Ernst Wilhelm von Graevenitz was born on December 2, 1928, in the small village of Schilde, in Brandenburg, Germany, where his family had lived on the same land for over 600 years. His childhood was idyllic but ended abruptly when he was drafted into the German army at 15 years of age. The Eastern Front literally rolled through his basic training unit, and after days on the run in the chaos between the German and Russian lines, with tanks and gunshot everywhere, he was captured and spent 4-5 months in a Russian POW camp at Sagan. He was one of the lucky ones to be released and returned home, only to find his family had fled months earlier and their home occupied by Russian soldiers. It would be several more months, and through word of mouth, that he was reunited with his family on a farm in Dankersen, near Hameln, in the British Zone of Occupation, where the family lived for the next decade.

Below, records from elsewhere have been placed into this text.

//! Administrative ledger edits: purge, forget and auto-update.
//!
//! Forgetting an entity only drops the ledger record. The next import of
//! the entity fetches and materializes it again.

use super::require_ledger;
use cdfsync_protocol::EntityUuid;
use cdfsync_tracker::{ImportTracker, LedgerTracker};
use std::path::Path;
use tracing::info;

/// Forgets every tracked import once `confirmed`.
pub fn purge(path: &Path, confirmed: bool) -> Result<(), Box<dyn std::error::Error>> {
    require_ledger(path)?;
    let tracker = LedgerTracker::open_file(path)?;
    let records = tracker.stats()?.records;

    if !confirmed {
        println!(
            "Purge would forget {} tracked imports. Re-run with --yes to confirm.",
            records
        );
        return Ok(());
    }

    let removed = tracker.purge()?;
    info!(removed, "Ledger purged");
    println!("✓ Forgot {} tracked imports", removed);
    Ok(())
}

/// Removes the records of `uuids`.
pub fn forget(path: &Path, uuids: &[String]) -> Result<(), Box<dyn std::error::Error>> {
    let uuids = parse_uuids(uuids)?;
    require_ledger(path)?;
    let tracker = LedgerTracker::open_file(path)?;

    for uuid in &uuids {
        if tracker.delete(uuid)? {
            println!("  forgot {}", uuid);
        } else {
            println!("  {} is not tracked", uuid);
        }
    }
    Ok(())
}

/// Enables or disables automatic updates for `uuid`.
pub fn set_auto_update(
    path: &Path,
    uuid: &str,
    enabled: bool,
) -> Result<(), Box<dyn std::error::Error>> {
    let uuid = EntityUuid::parse(uuid)?;
    require_ledger(path)?;
    let tracker = LedgerTracker::open_file(path)?;

    if !tracker.set_auto_update(&uuid, enabled)? {
        return Err(format!("{} is not tracked", uuid).into());
    }
    let state = if enabled { "enabled" } else { "disabled" };
    println!("✓ Automatic updates {} for {}", state, uuid);
    Ok(())
}

fn parse_uuids(raw: &[String]) -> Result<Vec<EntityUuid>, Box<dyn std::error::Error>> {
    raw.iter()
        .map(|s| {
            EntityUuid::parse(s).map_err(|e| -> Box<dyn std::error::Error> {
                format!("{s:?}: {e}").into()
            })
        })
        .collect()
}

#[cfg(test)]
mod tests {
    use super::*;
    use cdfsync_protocol::{ContentHash, LocalId};
    use cdfsync_tracker::TrackStatus;
    use tempfile::tempdir;

    fn uuid(n: u8) -> EntityUuid {
        EntityUuid::from_bytes([n; 16])
    }

    fn seeded_ledger(path: &Path) {
        let tracker = LedgerTracker::open_file(path).unwrap();
        for n in 1..=3 {
            tracker
                .track_imported(&uuid(n), &ContentHash::new("h"), &LocalId::new("node", n.to_string()))
                .unwrap();
        }
    }

    #[test]
    fn purge_requires_confirmation() {
        let dir = tempdir().unwrap();
        let path = dir.path().join("imports.ledger");
        seeded_ledger(&path);

        purge(&path, false).unwrap();
        assert_eq!(LedgerTracker::open_file(&path).unwrap().stats().unwrap().records, 3);

        purge(&path, true).unwrap();
        assert_eq!(LedgerTracker::open_file(&path).unwrap().stats().unwrap().records, 0);
    }

    #[test]
    fn forget_rejects_bad_uuid_before_writing() {
        let dir = tempdir().unwrap();
        let path = dir.path().join("imports.ledger");
        seeded_ledger(&path);

        let args = vec![uuid(1).to_string(), "nope".to_string()];
        assert!(forget(&path, &args).is_err());
        assert_eq!(LedgerTracker::open_file(&path).unwrap().stats().unwrap().records, 3);

        forget(&path, &[uuid(1).to_string()]).unwrap();
        let tracker = LedgerTracker::open_file(&path).unwrap();
        assert!(tracker.get(&uuid(1)).unwrap().is_none());
    }

    #[test]
    fn auto_update_toggles() {
        let dir = tempdir().unwrap();
        let path = dir.path().join("imports.ledger");
        seeded_ledger(&path);

        set_auto_update(&path, &uuid(2).to_string(), false).unwrap();
        let tracker = LedgerTracker::open_file(&path).unwrap();
        assert_eq!(
            tracker.status(&uuid(2)).unwrap(),
            Some(TrackStatus::AutoUpdateDisabled)
        );
        drop(tracker);

        assert!(set_auto_update(&path, &uuid(9).to_string(), true).is_err());
    }
}
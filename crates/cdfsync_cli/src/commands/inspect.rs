//! Inspect command implementation.

use super::require_ledger;
use cdfsync_tracker::{ImportTracker, LedgerTracker, TrackStatus, TrackerRecord};
use serde::Serialize;
use std::path::Path;

/// Ledger inspection result.
#[derive(Debug, Serialize)]
pub struct InspectResult {
    /// Ledger path.
    pub path: String,
    /// Ledger size in bytes.
    pub bytes: u64,
    /// Frames in the log.
    pub frames: u64,
    /// Live records.
    pub records: usize,
    /// Records waiting on a queue item.
    pub queued: usize,
    /// Imported records.
    pub imported: usize,
    /// Records protected from re-import.
    pub auto_update_disabled: usize,
    /// Matching records, after filter and limit.
    pub entries: Vec<TrackerRecord>,
}

/// Runs the inspect command.
pub fn run(
    path: &Path,
    status: Option<&str>,
    limit: Option<usize>,
    format: &str,
) -> Result<(), Box<dyn std::error::Error>> {
    require_ledger(path)?;
    let status = match status {
        Some(name) => Some(
            TrackStatus::parse(name).ok_or_else(|| format!("Unknown status {name:?}"))?,
        ),
        None => None,
    };

    let tracker = LedgerTracker::open_file(path)?;
    let stats = tracker.stats()?;
    let result = InspectResult {
        path: path.display().to_string(),
        bytes: stats.bytes,
        frames: stats.frames,
        records: stats.records,
        queued: stats.queued,
        imported: stats.imported,
        auto_update_disabled: stats.auto_update_disabled,
        entries: select(tracker.records()?, status, limit),
    };

    match format {
        "json" => {
            println!("{}", serde_json::to_string_pretty(&result)?);
        }
        _ => {
            print_text_output(&result);
        }
    }

    Ok(())
}

fn select(
    records: Vec<TrackerRecord>,
    status: Option<TrackStatus>,
    limit: Option<usize>,
) -> Vec<TrackerRecord> {
    records
        .into_iter()
        .filter(|record| status.map_or(true, |wanted| record.status == wanted))
        .take(limit.unwrap_or(usize::MAX))
        .collect()
}

fn print_text_output(result: &InspectResult) {
    println!("cdfsync Ledger Inspection");
    println!("=========================");
    println!();
    println!("Path: {}", result.path);
    println!();
    println!("Storage:");
    println!("  Size:   {}", format_size(result.bytes));
    println!("  Frames: {}", result.frames);
    println!();
    println!("Records: {}", result.records);
    println!("  queued:               {}", result.queued);
    println!("  imported:             {}", result.imported);
    println!("  auto_update_disabled: {}", result.auto_update_disabled);

    if !result.entries.is_empty() {
        println!();
        for record in &result.entries {
            let hash = record
                .hash
                .as_ref()
                .map_or_else(|| "-".to_string(), |hash| hash.to_string());
            let local = record
                .local
                .as_ref()
                .map_or_else(|| "-".to_string(), |local| local.to_string());
            print!("  {} {:<20} {} -> {}", record.uuid, record.status.as_str(), hash, local);
            if let Some(queue_id) = &record.queue_id {
                print!(" [queue {queue_id}]");
            }
            println!();
        }
    }
}

fn format_size(bytes: u64) -> String {
    if bytes < 1024 {
        format!("{} bytes", bytes)
    } else if bytes < 1024 * 1024 {
        format!("{:.1} KB", bytes as f64 / 1024.0)
    } else {
        format!("{:.1} MB", bytes as f64 / (1024.0 * 1024.0))
    }
}
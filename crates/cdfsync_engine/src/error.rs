//! Error types for the import engine.

use cdfsync_protocol::{EntityUuid, ProtocolError};
use cdfsync_tracker::TrackerError;
use std::collections::BTreeSet;
use thiserror::Error;

/// Result type for import operations.
pub type ImportResult<T> = Result<T, ImportError>;

/// Coarse classification of an [`ImportError`].
#[derive(Debug, Clone, Copy, PartialEq, Eq, Hash)]
pub enum ErrorKind {
    /// A uuid failed format validation.
    InvalidIdentifier,
    /// The hub could not supply every required entity.
    IncompleteClosure,
    /// Stub creation could not break a dependency cycle.
    CircularResolutionStalled,
    /// Network failure talking to the hub or an origin.
    Transport,
    /// Malformed hub data.
    Protocol,
    /// The import ledger failed.
    Tracker,
    /// The entity materializer failed.
    Materializer,
    /// A uuid was registered twice in one dependency stack.
    StackConflict,
}

/// Errors that can occur during an import.
#[derive(Error, Debug)]
pub enum ImportError {
    /// A seed or dependency uuid is not a valid uuid.
    #[error("invalid identifier: {uuid:?}")]
    InvalidIdentifier {
        /// The offending input.
        uuid: String,
    },

    /// The hub cannot supply one or more required entities.
    #[error("incomplete closure: {message}")]
    IncompleteClosure {
        /// Uuids the hub could not produce.
        missing_uuids: BTreeSet<EntityUuid>,
        /// Operator-facing description.
        message: String,
    },

    /// Stub creation made no progress within the pass budget.
    #[error("circular resolution stalled after {passes} passes with {} unprocessed entities", .unprocessed.len())]
    CircularResolutionStalled {
        /// Entities that never materialized.
        unprocessed: BTreeSet<EntityUuid>,
        /// Materialize passes attempted.
        passes: u32,
    },

    /// Network or transport error.
    #[error("transport error: {message}")]
    Transport {
        /// Error message.
        message: String,
        /// Whether the operation can be retried.
        retryable: bool,
    },

    /// Malformed hub data.
    #[error("protocol error: {0}")]
    Protocol(#[from] ProtocolError),

    /// Ledger error.
    #[error("tracker error: {0}")]
    Tracker(#[from] TrackerError),

    /// The materializer failed outright.
    #[error("materializer error: {0}")]
    Materializer(String),

    /// A uuid already resolved in this pass was registered again.
    #[error("entity {uuid} is already resolved in this import")]
    StackConflict {
        /// The duplicated uuid.
        uuid: EntityUuid,
    },
}

impl ImportError {
    /// Creates a retryable transport error.
    pub fn transport_retryable(message: impl Into<String>) -> Self {
        Self::Transport {
            message: message.into(),
            retryable: true,
        }
    }

    /// Creates a non-retryable transport error.
    pub fn transport_fatal(message: impl Into<String>) -> Self {
        Self::Transport {
            message: message.into(),
            retryable: false,
        }
    }

    /// Returns the kind of this error.
    pub fn kind(&self) -> ErrorKind {
        match self {
            ImportError::InvalidIdentifier { .. } => ErrorKind::InvalidIdentifier,
            ImportError::IncompleteClosure { .. } => ErrorKind::IncompleteClosure,
            ImportError::CircularResolutionStalled { .. } => ErrorKind::CircularResolutionStalled,
            ImportError::Transport { .. } => ErrorKind::Transport,
            ImportError::Protocol(_) => ErrorKind::Protocol,
            ImportError::Tracker(_) => ErrorKind::Tracker,
            ImportError::Materializer(_) => ErrorKind::Materializer,
            ImportError::StackConflict { .. } => ErrorKind::StackConflict,
        }
    }

    /// Returns true if retrying the same import later may succeed.
    pub fn is_retryable(&self) -> bool {
        match self {
            ImportError::IncompleteClosure { .. } => true,
            ImportError::Transport { retryable, .. } => *retryable,
            ImportError::Tracker(TrackerError::Io(_)) => true,
            _ => false,
        }
    }

    /// Returns the uuids this error names, for operator visibility.
    pub fn uuids(&self) -> Vec<EntityUuid> {
        match self {
            ImportError::IncompleteClosure { missing_uuids, .. } => {
                missing_uuids.iter().copied().collect()
            }
            ImportError::CircularResolutionStalled { unprocessed, .. } => {
                unprocessed.iter().copied().collect()
            }
            ImportError::StackConflict { uuid } => vec![*uuid],
            _ => Vec::new(),
        }
    }
}
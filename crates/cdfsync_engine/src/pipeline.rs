//! The import pipeline.
//!
//! Orchestrates one import attempt:
//!
//! 1. Parse and filter the seed uuids
//! 2. Resolve the dependency closure against the hub
//! 3. Pre-materialize high-priority entity types
//! 4. Materialize the rest, breaking cycles with stubs
//! 5. Record every real import in the ledger
//!
//! The ledger is written only after materialization succeeds, so a crash
//! anywhere earlier leads to a redundant fetch on the next attempt, never a
//! missed update.

use crate::config::ImportConfig;
use crate::cycle::{CycleBreaker, ImportPhase};
use crate::error::{ImportError, ImportResult};
use crate::materializer::{EntityMaterializer, MaterializeError};
use crate::resolver::{parse_seeds, DependencyClosureResolver, Resolution};
use crate::source::RemoteCdfSource;
use crate::stack::DependencyStack;
use crate::validator::DocumentValidator;
use cdfsync_protocol::{CdfDocument, EntityUuid, LocalReference};
use cdfsync_tracker::{ImportTracker, TrackStatus};
use parking_lot::RwLock;
use std::collections::BTreeSet;
use std::sync::Arc;
use std::time::{Duration, Instant};
use tracing::{debug, info, warn};

/// Statistics accumulated across imports.
#[derive(Debug, Clone, Default)]
pub struct ImportStats {
    /// Imports that completed.
    pub imports_completed: u64,
    /// Imports that failed.
    pub imports_failed: u64,
    /// Entities materialized and tracked.
    pub entities_imported: u64,
    /// Dependencies satisfied from the ledger.
    pub entities_short_circuited: u64,
    /// Stubs created.
    pub stubs_created: u64,
    /// Fetch requests issued.
    pub fetch_rounds: u64,
    /// Last completed import.
    pub last_import_time: Option<Instant>,
    /// Last error message.
    pub last_error: Option<String>,
}

/// Result of one successful import.
#[derive(Debug, Clone, Default)]
pub struct ImportReport {
    /// Entities materialized and recorded in the ledger.
    pub imported: Vec<EntityUuid>,
    /// Dependencies satisfied from the ledger without a fetch.
    pub short_circuited: Vec<EntityUuid>,
    /// Seeds skipped because automatic updates are disabled.
    pub skipped: Vec<EntityUuid>,
    /// Entities that needed a new stub.
    pub stubs_created: Vec<EntityUuid>,
    /// Entities that reused an existing local object as placeholder.
    pub placeholders_reused: Vec<EntityUuid>,
    /// Fetch requests issued.
    pub fetch_rounds: u32,
    /// Materialize passes, including the high-priority pass.
    pub materialize_passes: u32,
    /// Phases entered, in order.
    pub phases: Vec<ImportPhase>,
    /// Wall-clock duration.
    pub duration: Duration,
}

/// Imports entity closures from a hub into the local system.
pub struct ImportPipeline<S, T, M> {
    config: ImportConfig,
    source: Arc<S>,
    tracker: Arc<T>,
    materializer: Arc<M>,
    stats: RwLock<ImportStats>,
}

impl<S, T, M> ImportPipeline<S, T, M>
where
    S: RemoteCdfSource,
    T: ImportTracker,
    M: EntityMaterializer,
{
    /// Creates a pipeline owning its collaborators.
    pub fn new(config: ImportConfig, source: S, tracker: T, materializer: M) -> Self {
        Self::with_shared(
            config,
            Arc::new(source),
            Arc::new(tracker),
            Arc::new(materializer),
        )
    }

    /// Creates a pipeline over shared collaborators.
    pub fn with_shared(
        config: ImportConfig,
        source: Arc<S>,
        tracker: Arc<T>,
        materializer: Arc<M>,
    ) -> Self {
        Self {
            config,
            source,
            tracker,
            materializer,
            stats: RwLock::new(ImportStats::default()),
        }
    }

    /// Returns the configuration.
    pub fn config(&self) -> &ImportConfig {
        &self.config
    }

    /// Returns the remote source.
    pub fn source(&self) -> &S {
        &self.source
    }

    /// Returns the ledger.
    pub fn tracker(&self) -> &T {
        &self.tracker
    }

    /// Returns the materializer.
    pub fn materializer(&self) -> &M {
        &self.materializer
    }

    /// Returns a snapshot of the accumulated statistics.
    pub fn stats(&self) -> ImportStats {
        self.stats.read().clone()
    }

    /// Imports the closure of `seeds`.
    ///
    /// Seeds are validated before any network call. Seeds whose ledger
    /// record has automatic updates disabled are reported as skipped.
    ///
    /// # Errors
    ///
    /// Returns an [`ImportError`]; [`ImportError::kind`] tells the caller
    /// whether to retry or dead-letter.
    pub fn import_entities<I: AsRef<str>>(&self, seeds: &[I]) -> ImportResult<ImportReport> {
        let start = Instant::now();
        let mut phases = Vec::new();
        let result = self.run_import(seeds, &mut phases);

        match result {
            Ok(mut report) => {
                report.phases = phases;
                report.duration = start.elapsed();
                self.record_success(&report);
                info!(
                    imported = report.imported.len(),
                    short_circuited = report.short_circuited.len(),
                    stubs = report.stubs_created.len(),
                    duration_ms = report.duration.as_millis() as u64,
                    "Import complete"
                );
                Ok(report)
            }
            Err(e) => {
                warn!(
                    error = %e,
                    kind = ?e.kind(),
                    uuids = ?e.uuids(),
                    phases = ?phases,
                    "Import failed"
                );
                let mut stats = self.stats.write();
                stats.imports_failed += 1;
                stats.last_error = Some(e.to_string());
                Err(e)
            }
        }
    }

    fn run_import<I: AsRef<str>>(
        &self,
        seeds: &[I],
        phases: &mut Vec<ImportPhase>,
    ) -> ImportResult<ImportReport> {
        let seeds = parse_seeds(seeds)?;
        let mut report = ImportReport::default();

        let mut wanted = BTreeSet::new();
        for uuid in seeds {
            if self.tracker.status(&uuid)? == Some(TrackStatus::AutoUpdateDisabled) {
                info!(%uuid, "Automatic updates disabled, skipping");
                report.skipped.push(uuid);
            } else {
                wanted.insert(uuid);
            }
        }
        if wanted.is_empty() {
            phases.push(ImportPhase::Done);
            return Ok(report);
        }

        phases.push(ImportPhase::Fetching);
        let Resolution {
            document,
            stack,
            short_circuited,
            fetch_rounds,
        } = DependencyClosureResolver::new(&*self.source, &*self.tracker, &self.config)
            .resolve(&wanted)
            .inspect_err(|_| phases.push(ImportPhase::Fatal))?;
        report.fetch_rounds = fetch_rounds;
        report.short_circuited = short_circuited.into_iter().collect();

        phases.push(ImportPhase::Validating);
        DocumentValidator::new(&*self.source, self.config.site_uuid)
            .validate(&document, &wanted)
            .inspect_err(|_| phases.push(ImportPhase::Fatal))?;

        let stack = self
            .materialize_high_priority(&document, stack, &mut report)
            .inspect_err(|_| phases.push(ImportPhase::Fatal))?;

        let outcome = CycleBreaker::new(&*self.materializer, self.config.stub_pass_budget)
            .run(&document, stack, phases)?;
        report.materialize_passes += outcome.passes;
        report.stubs_created = outcome.stubs_created;
        report.placeholders_reused = outcome.placeholders_reused;

        for cdf in document.entities() {
            match outcome.stack.get(&cdf.uuid).map(|wrapper| &wrapper.local) {
                Some(LocalReference::Real(local)) => {
                    self.tracker
                        .track_imported(&cdf.uuid, &cdf.content_hash(), local)?;
                    report.imported.push(cdf.uuid);
                }
                // A materializer returning Ok leaves nothing as a stub.
                _ => warn!(uuid = %cdf.uuid, "Entity not materialized, leaving untracked"),
            }
        }

        Ok(report)
    }

    fn materialize_high_priority(
        &self,
        document: &CdfDocument,
        stack: DependencyStack,
        report: &mut ImportReport,
    ) -> ImportResult<DependencyStack> {
        let priority = document.filtered(|cdf| self.config.is_high_priority(cdf.entity_type()));
        if priority.is_empty() {
            return Ok(stack);
        }

        debug!(count = priority.len(), "Materializing high-priority entities");
        report.materialize_passes += 1;
        match self.materializer.materialize(&priority, stack) {
            Ok(stack) => Ok(stack),
            Err(MaterializeError::UnresolvedReferences { stack, unresolved }) => {
                debug!(
                    unresolved = unresolved.len(),
                    "High-priority pass left entities for the general pass"
                );
                Ok(stack)
            }
            Err(MaterializeError::Failed(message)) => Err(ImportError::Materializer(message)),
        }
    }

    fn record_success(&self, report: &ImportReport) {
        let mut stats = self.stats.write();
        stats.imports_completed += 1;
        stats.entities_imported += report.imported.len() as u64;
        stats.entities_short_circuited += report.short_circuited.len() as u64;
        stats.stubs_created += report.stubs_created.len() as u64;
        stats.fetch_rounds += u64::from(report.fetch_rounds);
        stats.last_import_time = Some(Instant::now());
        stats.last_error = None;
    }

    /// Filters uuids about to be enqueued under `correlation_id`.
    ///
    /// Uuids with an outstanding queue item or with automatic updates
    /// disabled are dropped; the rest are marked queued and returned.
    ///
    /// # Errors
    ///
    /// Returns an error if the ledger fails.
    pub fn enqueue_filter(
        &self,
        uuids: &[EntityUuid],
        correlation_id: &str,
    ) -> ImportResult<Vec<EntityUuid>> {
        let mut accepted = Vec::new();
        let mut seen = BTreeSet::new();
        for uuid in uuids {
            if !seen.insert(*uuid) {
                continue;
            }
            match self.tracker.status(uuid)? {
                Some(TrackStatus::Queued) => {
                    debug!(%uuid, "Already queued, not enqueuing again");
                }
                Some(TrackStatus::AutoUpdateDisabled) => {
                    debug!(%uuid, "Automatic updates disabled, not enqueuing");
                }
                _ => {
                    self.tracker.mark_queued(uuid, correlation_id)?;
                    accepted.push(*uuid);
                }
            }
        }
        Ok(accepted)
    }

    /// Releases ledger records still queued under `correlation_id`.
    ///
    /// Records that hold an earlier import go back to `imported`; records
    /// created only by queueing are dropped. Returns how many were released.
    ///
    /// # Errors
    ///
    /// Returns an error if the ledger fails.
    pub fn release_queue_item(
        &self,
        uuids: &[EntityUuid],
        correlation_id: &str,
    ) -> ImportResult<usize> {
        let mut released = 0;
        for uuid in uuids {
            let Some(record) = self.tracker.get(uuid)? else {
                continue;
            };
            if record.status != TrackStatus::Queued
                || record.queue_id.as_deref() != Some(correlation_id)
            {
                continue;
            }
            if record.hash.is_some() {
                self.tracker.mark_imported(uuid)?;
            } else {
                self.tracker.delete(uuid)?;
            }
            released += 1;
        }
        Ok(released)
    }

    /// Drops ledger records for entities the hub reports deleted. Returns
    /// how many records existed.
    ///
    /// # Errors
    ///
    /// Returns an error if the ledger fails.
    pub fn handle_remote_deletion(&self, uuids: &[EntityUuid]) -> ImportResult<usize> {
        let mut removed = 0;
        for uuid in uuids {
            if self.tracker.delete(uuid)? {
                info!(%uuid, "Remote entity deleted, dropped ledger record");
                removed += 1;
            }
        }
        Ok(removed)
    }
}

In 1953, Ernst immigrated to Canada with his best friend Hardy Treviranus. The first year, they worked as farm hands in Mississauga to pay for their passage overseas, and then set off to work as lumberjacks in the wilds of northern Ontario.

But their goal was to become farmers, and so they pushed on to Saskatchewan! They started, as many new Canadians at that time, as farm hands, living in bunk houses, learning fast, working hard and living lean. He had the great fortune to be hired by a young farming family, Matt and Dorothy Sattler (with their two young children, Matt and Dan), in Wilcox, Saskatchewan, and they became his support network and adopted Canadian family.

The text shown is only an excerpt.